The cave record will most certainly cover a time period that pre-dates the last interglacial and hence the oldest limits of the Greenland ice-core records. Water drips onto a stalagmite containing information related to temperature, moisture, and vegetation processes above the cave. Calcite cave deposits are formed from drip waters that have percolated from the surface, through soil and limestone, and into a cave. Since the drip waters were once connected with the atmosphere and soil above the cave, they contain valuable information related to temperature, moisture, and vegetation processes, which are then locked layer upon layer into the cave deposit. An analytical track passes through the stalagmite. The climate record is created by analysing the chemical signature of each layer. For high-resolution studies, the Innsbruck Quaternary Research Group typically analyses between 4-10 samples per millimetre, allowing us the greatest chance of capturing rapid climate change events in our record. Understanding how fast the climate is capable of changing from one state to another is currently one of the key questions that climate-change scientists are working to answer.

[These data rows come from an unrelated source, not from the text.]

use crate::datatype::ExpectedType;
use crate::error::FormFunnelError;
use crate::types::ColumnSchema;
use serde::Deserialize;
use std::collections::{BTreeSet, HashMap, HashSet};
use std::path::Path;
use tracing::{info, warn};

/// Protected columns assumed for schema files written as a bare column list.
pub const DEFAULT_PROTECTED: [&str; 2] = ["verification_token", "autokey"];

#[derive(Debug, Clone, PartialEq)]
pub struct TableSchema {
    pub name: String,
    pub columns: Vec<ColumnSchema>,
    pub protected: BTreeSet<String>,
}

#[derive(Debug, Deserialize)]
#[serde(untagged)]
enum TableFile {
    Described {
        fields: Vec<ColumnSchema>,
        #[serde(default)]
        protected: Vec<String>,
    },
    Columns(Vec<ColumnSchema>),
}

impl TableSchema {
    pub fn new(
        name: impl Into<String>,
        columns: Vec<ColumnSchema>,
        protected: impl IntoIterator<Item = impl Into<String>>,
    ) -> Self {
        Self {
            name: name.into(),
            columns,
            protected: protected.into_iter().map(Into::into).collect(),
        }
    }

    /// Builds a table from a bare column list, protecting [`DEFAULT_PROTECTED`].
    pub fn with_default_protection(name: impl Into<String>, columns: Vec<ColumnSchema>) -> Self {
        Self::new(name, columns, DEFAULT_PROTECTED)
    }

    pub fn from_json(name: &str, json: &str) -> Result<Self, FormFunnelError> {
        let file: TableFile = serde_json::from_str(json)
            .map_err(|e| FormFunnelError::Schema(format!("table {name}: {e}")))?;
        let schema = match file {
            TableFile::Described { fields, protected } => Self::new(name, fields, protected),
            TableFile::Columns(columns) => Self::with_default_protection(name, columns),
        };
        schema.validate()?;
        Ok(schema)
    }

    pub fn from_path(name: &str, path: impl AsRef<Path>) -> Result<Self, FormFunnelError> {
        let path = path.as_ref();
        let contents = std::fs::read_to_string(path)
            .map_err(|e| FormFunnelError::Schema(format!("{}: {e}", path.display())))?;
        Self::from_json(name, &contents)
    }

    pub fn is_protected(&self, column: &str) -> bool {
        self.protected.contains(column)
    }

    pub fn column_names(&self) -> impl Iterator<Item = &str> {
        self.columns.iter().map(|c| c.column.as_str())
    }

    pub fn has_column(&self, column: &str) -> bool {
        self.columns.iter().any(|c| c.column == column)
    }

    /// Rejects empty tables and duplicate column names. Undetermined
    /// datatypes and dangling protected names are only warned about, since
    /// the parser already treats them as never writable.
    pub fn validate(&self) -> Result<(), FormFunnelError> {
        if self.columns.is_empty() {
            return Err(FormFunnelError::Schema(format!(
                "table {} has no columns",
                self.name
            )));
        }
        let mut seen = HashSet::new();
        for field in &self.columns {
            if !seen.insert(field.column.as_str()) {
                return Err(FormFunnelError::Schema(format!(
                    "table {} declares column {} twice",
                    self.name, field.column
                )));
            }
            if ExpectedType::from_datatype(&field.datatype) == ExpectedType::Undetermined
                && !self.is_protected(&field.column)
            {
                warn!(
                    table = %self.name,
                    column = %field.column,
                    datatype = %field.datatype,
                    "column datatype is neither TEXT nor INTEGER; request data will never fill it"
                );
            }
        }
        for name in &self.protected {
            if !self.has_column(name) {
                warn!(table = %self.name, column = %name, "protected column not in table");
            }
        }
        Ok(())
    }
}

#[derive(Debug, Default)]
pub struct Catalog {
    tables: HashMap<String, TableSchema>,
}

impl Catalog {
    pub fn new() -> Self {
        Self {
            tables: HashMap::new(),
        }
    }

    /// Loads every `(name, path)` pair into a fresh catalog.
    pub fn load<'a, I>(entries: I) -> Result<Self, FormFunnelError>
    where
        I: IntoIterator<Item = (&'a str, &'a Path)>,
    {
        let mut catalog = Self::new();
        for (name, path) in entries {
            let schema = TableSchema::from_path(name, path)?;
            info!(
                "loaded table {} ({} columns) from {}",
                name,
                schema.columns.len(),
                path.display()
            );
            catalog.register(schema)?;
        }
        Ok(catalog)
    }

    pub fn register(&mut self, schema: TableSchema) -> Result<(), FormFunnelError> {
        if self.tables.contains_key(&schema.name) {
            return Err(FormFunnelError::Schema(format!(
                "table already registered: {}",
                schema.name
            )));
        }
        self.tables.insert(schema.name.clone(), schema);
        Ok(())
    }

    pub fn get_table(&self, name: &str) -> Option<&TableSchema> {
        self.tables.get(name)
    }

    pub fn table(&self, name: &str) -> Result<&TableSchema, FormFunnelError> {
        self.get_table(name)
            .ok_or_else(|| FormFunnelError::Schema(format!("unknown table: {name}")))
    }

    pub fn list_tables(&self) -> Vec<TableSchema> {
        self.tables.values().cloned().collect()
    }
}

The Expedition - Hopefully, all being well with the organisation, logistics, and finances, our expedition will take place during the summer of 2015. Thanks to Clive Johnson, polar explorer and winner of the Polar Medal (2001), we have a fabulous plan in place for undertaking the expedition and maximising research whilst we are there. We intend to land on a small air strip in Northeast Greenland, close to the southwestern end of a c.10 km wide lake. From here, we shall cross the lake in an inflatable boat to the eastern shore where we will set up our main base camp. In order to reach the caves containing the deposits of interest, we will then trek over difficult shattered terrain for three days. Once our work sampling deposits is complete, we will retrace our steps back to base camp and across the lake, searching all the time for new previously undiscovered caves. Our main objective will be to sample cave deposits for use in construction of the first record of past climate change from Greenland that is older than the current limit of the ice cores. Scientific partner Prof.

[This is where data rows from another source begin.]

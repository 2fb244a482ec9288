use crate::config::{Config, MailTransport};
use crate::flows::{self, Page, LEADS_TABLE, MEMBERSHIP_TABLE, TEMPLATE_KINDS};
use axum::body::Bytes;
use axum::extract::{Query, State};
use axum::http::{HeaderMap, StatusCode};
use axum::response::{IntoResponse, Redirect, Response};
use axum::routing::{get, post};
use axum::Router;
use formfunnel_core::{Catalog, Payload};
use formfunnel_mail::{LogMailer, Mailer, SmtpMailer, TemplateSet};
use formfunnel_store::Store;
use metrics::counter;
use metrics_exporter_prometheus::PrometheusBuilder;
use serde::Deserialize;
use serde_json::Value;
use std::path::Path;
use std::sync::Arc;
use tokio::net::TcpListener;
use tracing::{debug, error, info, info_span, warn, Instrument};
use uuid::Uuid;

pub const QUERY_KIND_HEADER: &str = "query-kind";

#[derive(Debug, Clone, Copy, PartialEq, Eq)]
pub enum QueryKind {
    Leadgen,
    Membership,
    Verification,
}

impl QueryKind {
    pub fn parse(value: &str) -> Option<Self> {
        match value {
            "leadgen" => Some(QueryKind::Leadgen),
            "membership" => Some(QueryKind::Membership),
            "verification" => Some(QueryKind::Verification),
            _ => None,
        }
    }

    pub fn as_str(self) -> &'static str {
        match self {
            QueryKind::Leadgen => "leadgen",
            QueryKind::Membership => "membership",
            QueryKind::Verification => "verification",
        }
    }
}

#[derive(Clone)]
pub struct AppState {
    pub catalog: Arc<Catalog>,
    pub store: Store,
    pub templates: Arc<TemplateSet>,
    pub mailer: Arc<dyn Mailer>,
    pub redirect_base: Arc<str>,
}

impl AppState {
    pub fn from_config(config: &Config) -> anyhow::Result<Self> {
        let catalog = Catalog::load([
            (LEADS_TABLE, Path::new(&config.tables.leads)),
            (
                MEMBERSHIP_TABLE,
                Path::new(&config.tables.membership_applicants),
            ),
        ])?;
        let templates = TemplateSet::load(&config.mail.templates_dir, &TEMPLATE_KINDS)?;
        let mailer: Arc<dyn Mailer> = match config.mail.transport {
            MailTransport::Smtp => {
                let smtp = config
                    .mail
                    .smtp
                    .as_ref()
                    .ok_or_else(|| anyhow::anyhow!("missing [mail.smtp] settings"))?;
                Arc::new(SmtpMailer::new(smtp)?)
            }
            MailTransport::Log => Arc::new(LogMailer),
        };
        Ok(Self {
            catalog: Arc::new(catalog),
            store: Store::new(&config.storage.database_path),
            templates: Arc::new(templates),
            mailer,
            redirect_base: Arc::from(config.server.redirect_base.trim_end_matches('/')),
        })
    }

    fn redirect(&self, page: Page) -> Redirect {
        Redirect::to(&format!("{}/{}", self.redirect_base, page.path()))
    }
}

pub fn router(state: AppState) -> Router {
    Router::new()
        .route("/", post(submit))
        .route("/verification", get(verification_link))
        .with_state(state)
}

pub async fn run(config: Config) -> anyhow::Result<()> {
    if config.metrics.enabled {
        spawn_metrics_listener(&config.metrics.listen_addr).await?;
    }

    let state = AppState::from_config(&config)?;
    let listener = TcpListener::bind(&config.server.listen_addr).await?;
    info!("formfunnel listening on {}", config.server.listen_addr);
    axum::serve(listener, router(state))
        .with_graceful_shutdown(shutdown_signal())
        .await?;
    info!("formfunnel stopped");
    Ok(())
}

async fn spawn_metrics_listener(addr: &str) -> anyhow::Result<()> {
    let handle = PrometheusBuilder::new().install_recorder()?;
    let listener = TcpListener::bind(addr).await?;
    info!("metrics listening on {}", addr);
    tokio::spawn(async move {
        let app = Router::new()
            .route(
                "/metrics",
                get(move || {
                    let handle = handle.clone();
                    async move { handle.render() }
                }),
            )
            .route("/health", get(|| async { "ok" }))
            .route("/ready", get(|| async { "ok" }));
        if let Err(err) = axum::serve(listener, app).await {
            error!("metrics listener error: {err}");
        }
    });
    Ok(())
}

async fn shutdown_signal() {
    if let Err(err) = tokio::signal::ctrl_c().await {
        error!("failed to listen for shutdown signal: {err}");
        std::future::pending::<()>().await;
    }
    info!("shutdown signal received");
}

#[derive(Debug, Default, Deserialize)]
pub struct TokenQuery {
    token: Option<String>,
}

/// Anything that is not a JSON object is treated as an empty payload, which
/// the flows then reject as incomplete.
fn decode_payload(body: &[u8]) -> Payload {
    match serde_json::from_slice::<Value>(body) {
        Ok(Value::Object(map)) => map,
        Ok(_) => {
            debug!("request body is not a JSON object");
            Payload::new()
        }
        Err(err) => {
            debug!("request body is not JSON: {err}");
            Payload::new()
        }
    }
}

async fn submit(
    State(state): State<AppState>,
    headers: HeaderMap,
    Query(query): Query<TokenQuery>,
    body: Bytes,
) -> Response {
    let kind = headers
        .get(QUERY_KIND_HEADER)
        .and_then(|value| value.to_str().ok())
        .and_then(QueryKind::parse);
    let Some(kind) = kind else {
        warn!("rejecting request with missing or unknown {QUERY_KIND_HEADER} header");
        return (StatusCode::BAD_REQUEST, "unknown query-kind").into_response();
    };
    dispatch(state, kind, body, query.token).await
}

async fn verification_link(
    State(state): State<AppState>,
    Query(query): Query<TokenQuery>,
) -> Response {
    dispatch(state, QueryKind::Verification, Bytes::new(), query.token).await
}

async fn dispatch(state: AppState, kind: QueryKind, body: Bytes, token: Option<String>) -> Response {
    let request_id = Uuid::new_v4();
    let span = info_span!("submission", %request_id, kind = kind.as_str());
    async move {
        counter!("submission_total", "kind" => kind.as_str()).increment(1);
        let page = match kind {
            QueryKind::Leadgen => flows::leadgen(&state, decode_payload(&body)).await,
            QueryKind::Membership => flows::membership(&state, decode_payload(&body)).await,
            QueryKind::Verification => flows::verification(&state, token.as_deref()).await,
        };
        if page.is_rejection() {
            counter!("submission_rejected_total", "kind" => kind.as_str()).increment(1);
        }
        info!("redirecting to {}", page.path());
        state.redirect(page).into_response()
    }
    .instrument(span)
    .await
}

Christoph Sptl of the Innsbruck Quaternary Research Group, has pioneered a method for sampling cave deposits that causes minimal damage, and it is this method that we shall adopt during the course of our expedition. In addition to sampling deposits, all caves will be surveyed and photographed to a high standard. During our expedition, Project Leader Gina Moseley will lead the scientific assault, Clive Johnson will act as the local expert and guide, Robbie Shone will document the story of the expedition and in particular any new discoveries, Mark Wright and Chris Blakeley will offer support and technical caving expertise, particularly with regard to entering caves located in cliff faces.